One of Spain's key reforms to implement this policy is to increase the retirement age from 65 to 67 over a number of years, but this change will occur gradually over a 14-year period that started in 2013 and will end in 2027. The retirement age will increase by a month and a half each year up to the end date, and is being conducted in a staggered manner to make the change less disruptive to the population. However, this new retirement age does have exceptions to make it more flexible—individuals who have the maximum years of contributions will be able to retire at the age of 64, and it will also be possible that in cases of involuntary unemployment that those who have 33 years of contributions will be able to enter into early retirement up to four years before the retirement age. Legal retirement age in the case of voluntary unemployment will require 35 years of contributions. Partial retirement is also a possibility, if a new employee is brought in and once the reform is completed in 2027, partial retirement will be possible at the age of 63 if 36 years have been contributed. In this case both the new and the partially retired employee will contribute fully to the pension system. Prior to the implementation of this reform, partially retired workers only contributed proportionally based on the amount of time they worked. Exceptions to the new retirement age will also include individuals who work in dangerous, hazardous, or unhealthy conditions, and individuals with assessed disabilities of 65% or more, and in cases of reduced life expectancy individuals will be able to retire at a lower age if they have a 45% or more assessed disability.
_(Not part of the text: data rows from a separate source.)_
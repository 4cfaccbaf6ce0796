use crate::{error::SocketError, protocol::StreamParser};
use bytes::Bytes;
use futures::{Stream, StreamExt};
use serde::{Deserialize, Serialize};
use std::{fmt::Debug, time::Duration};
use tokio::net::TcpStream;
use tokio_tungstenite::{
    MaybeTlsStream, connect_async,
    tungstenite::{
        Utf8Bytes,
        client::IntoClientRequest,
        error::ProtocolError,
        protocol::{CloseFrame, frame::Frame},
    },
};
use tracing::debug;

/// Convenient type alias for a tungstenite `WebSocketStream`.
pub type WebSocket = tokio_tungstenite::WebSocketStream<MaybeTlsStream<TcpStream>>;

/// Convenient type alias for the `Sink` half of a tungstenite [`WebSocket`].
pub type WsSink = futures::stream::SplitSink<WebSocket, WsMessage>;

/// Convenient type alias for the `Stream` half of a tungstenite [`WebSocket`].
pub type WsStream = futures::stream::SplitStream<WebSocket>;

/// Communicative type alias for a tungstenite [`WebSocket`] `Message`.
pub type WsMessage = tokio_tungstenite::tungstenite::Message;

/// Communicative type alias for a tungstenite [`WebSocket`] `Error`.
pub type WsError = tokio_tungstenite::tungstenite::Error;

/// Default [`StreamParser`] implementation for a [`WebSocket`].
#[derive(Copy, Clone, Eq, PartialEq, Ord, PartialOrd, Hash, Debug, Deserialize, Serialize)]
pub struct WebSocketSerdeParser;

impl<Output> StreamParser<Output> for WebSocketSerdeParser
where
    Output: for<'de> Deserialize<'de>,
{
    type Stream = WebSocket;
    type Message = WsMessage;
    type Error = WsError;

    fn parse(input: Result<Self::Message, Self::Error>) -> Option<Result<Output, SocketError>> {
        match input {
            Ok(ws_message) => match ws_message {
                WsMessage::Text(text) => process_text(text),
                WsMessage::Binary(binary) => process_binary(binary),
                WsMessage::Ping(ping) => process_ping(ping),
                WsMessage::Pong(pong) => process_pong(pong),
                WsMessage::Close(close_frame) => process_close_frame(close_frame),
                WsMessage::Frame(frame) => process_frame(frame),
            },
            Err(ws_err) => Some(Err(SocketError::WebSocket(Box::new(ws_err)))),
        }
    }
}

/// Process a payload of `String` by deserialising into an `ExchangeMessage`.
pub fn process_text<ExchangeMessage>(
    payload: Utf8Bytes,
) -> Option<Result<ExchangeMessage, SocketError>>
where
    ExchangeMessage: for<'de> Deserialize<'de>,
{
    Some(
        serde_json::from_str::<ExchangeMessage>(&payload).map_err(|error| {
            debug!(
                ?error,
                ?payload,
                action = "returning Some(Err(err))",
                "failed to deserialize WebSocket Message into domain specific Message"
            );
            SocketError::Deserialise {
                error,
                payload: payload.to_string(),
            }
        }),
    )
}

/// Process a payload of `Vec<u8>` bytes by deserialising into an `ExchangeMessage`.
pub fn process_binary<ExchangeMessage>(
    payload: Bytes,
) -> Option<Result<ExchangeMessage, SocketError>>
where
    ExchangeMessage: for<'de> Deserialize<'de>,
{
    Some(
        serde_json::from_slice::<ExchangeMessage>(&payload).map_err(|error| {
            debug!(
                ?error,
                ?payload,
                action = "returning Some(Err(err))",
                "failed to deserialize WebSocket Message into domain specific Message"
            );
            SocketError::Deserialise {
                error,
                payload: String::from_utf8(payload.into()).unwrap_or_else(|x| x.to_string()),
            }
        }),
    )
}

/// Basic process for a [`WebSocket`] ping message. Logs the payload at `debug` level.
pub fn process_ping<ExchangeMessage>(ping: Bytes) -> Option<Result<ExchangeMessage, SocketError>> {
    debug!(payload = ?ping, "received Ping WebSocket message");
    None
}

/// Basic process for a [`WebSocket`] pong message. Logs the payload at `debug` level.
pub fn process_pong<ExchangeMessage>(pong: Bytes) -> Option<Result<ExchangeMessage, SocketError>> {
    debug!(payload = ?pong, "received Pong WebSocket message");
    None
}

/// Basic process for a [`WebSocket`] CloseFrame message. Logs the payload at `debug` level.
pub fn process_close_frame<ExchangeMessage>(
    close_frame: Option<CloseFrame>,
) -> Option<Result<ExchangeMessage, SocketError>> {
    let close_frame = format!("{close_frame:?}");
    debug!(payload = %close_frame, "received CloseFrame WebSocket message");
    Some(Err(SocketError::Terminated(close_frame)))
}

/// Basic process for a [`WebSocket`] Frame message. Logs the payload at `debug` level.
pub fn process_frame<ExchangeMessage>(
    frame: Frame,
) -> Option<Result<ExchangeMessage, SocketError>> {
    let frame = format!("{frame:?}");
    debug!(payload = %frame, "received unexpected Frame WebSocket message");
    None
}

/// Connect asynchronously to a [`WebSocket`] server.
pub async fn connect<R>(request: R) -> Result<WebSocket, SocketError>
where
    R: IntoClientRequest + Unpin + Debug,
{
    debug!(?request, "attempting to establish WebSocket connection");
    connect_async(request)
        .await
        .map(|(websocket, _)| websocket)
        .map_err(|error| SocketError::WebSocket(Box::new(error)))
}

/// Determine whether a [`WsError`] indicates the [`WebSocket`] has disconnected.
pub fn is_websocket_disconnected(error: &WsError) -> bool {
    matches!(
        error,
        WsError::ConnectionClosed
            | WsError::AlreadyClosed
            | WsError::Io(_)
            | WsError::Protocol(ProtocolError::SendAfterClosing)
    )
}

/// Wrap a websocket message stream with a traffic watchdog: if no inbound frame arrives within
/// `timeout`, the stream yields a [`SocketError::Terminated`] error and ends, allowing the
/// reconnecting layer above to tear the connection down and redial with backoff.
pub fn with_traffic_watchdog<St>(
    stream: St,
    timeout: Duration,
) -> impl Stream<Item = Result<WsMessage, WsError>> + Unpin
where
    St: Stream<Item = Result<WsMessage, WsError>> + Unpin + Send + 'static,
{
    let stream = tokio_stream::StreamExt::timeout(stream, timeout);
    Box::pin(tokio_stream::StreamExt::map_while(stream, move |result| match result {
        Ok(message) => Some(message),
        Err(_elapsed) => {
            debug!(
                ?timeout,
                "websocket traffic timeout elapsed without an inbound frame"
            );
            Some(Err(WsError::Io(std::io::Error::new(
                std::io::ErrorKind::TimedOut,
                "websocket traffic timeout",
            ))))
        }
    }))
}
The reforms will also encourage workers to delay retirement and the withdrawal of pension benefits after retirement age by creating incentives for them to continue working. Workers that have contributed between 15 and 25 years and continue working after the age of 67 will be able to increase their pension benefits by 2% of the base calculation per additional year, and this increase will scale depending on the years of contribution. Up to 4% if worker have 37 years of contributions. Other significant reforms to the pension system will concern the minimum period the number of years that the pension system must be contributed before a public pension can be secured. The minimum originally being 15 years but like the retirement age the minimum will also rise in a staggered manner up to 25 years. Pension reforms will also address the needs of the family by covering maternity and paternity periods with up to three years of leave of absence for childcare, and in the case of maternity, a supplement will apply to contributory pensions for retirement, widowhood, and permanent disability as of 2016. This additional percentage of contributory pension will increase to up to 15% depending on the number of children; this is one incentive to address the issue of Spain's current fertility rate, and how Spanish women tend to have their first child relatively late in life compared with other European countries. An additional reform will also come into effect in 2019, when calculations based on life expectancy, the number of pensioners, and the financial situation of the pension system will replace the previous inflation-based system. To see that these measures continue to be implemented, a committee will be appointed to report on the sustainability of the pension system in a periodic manner.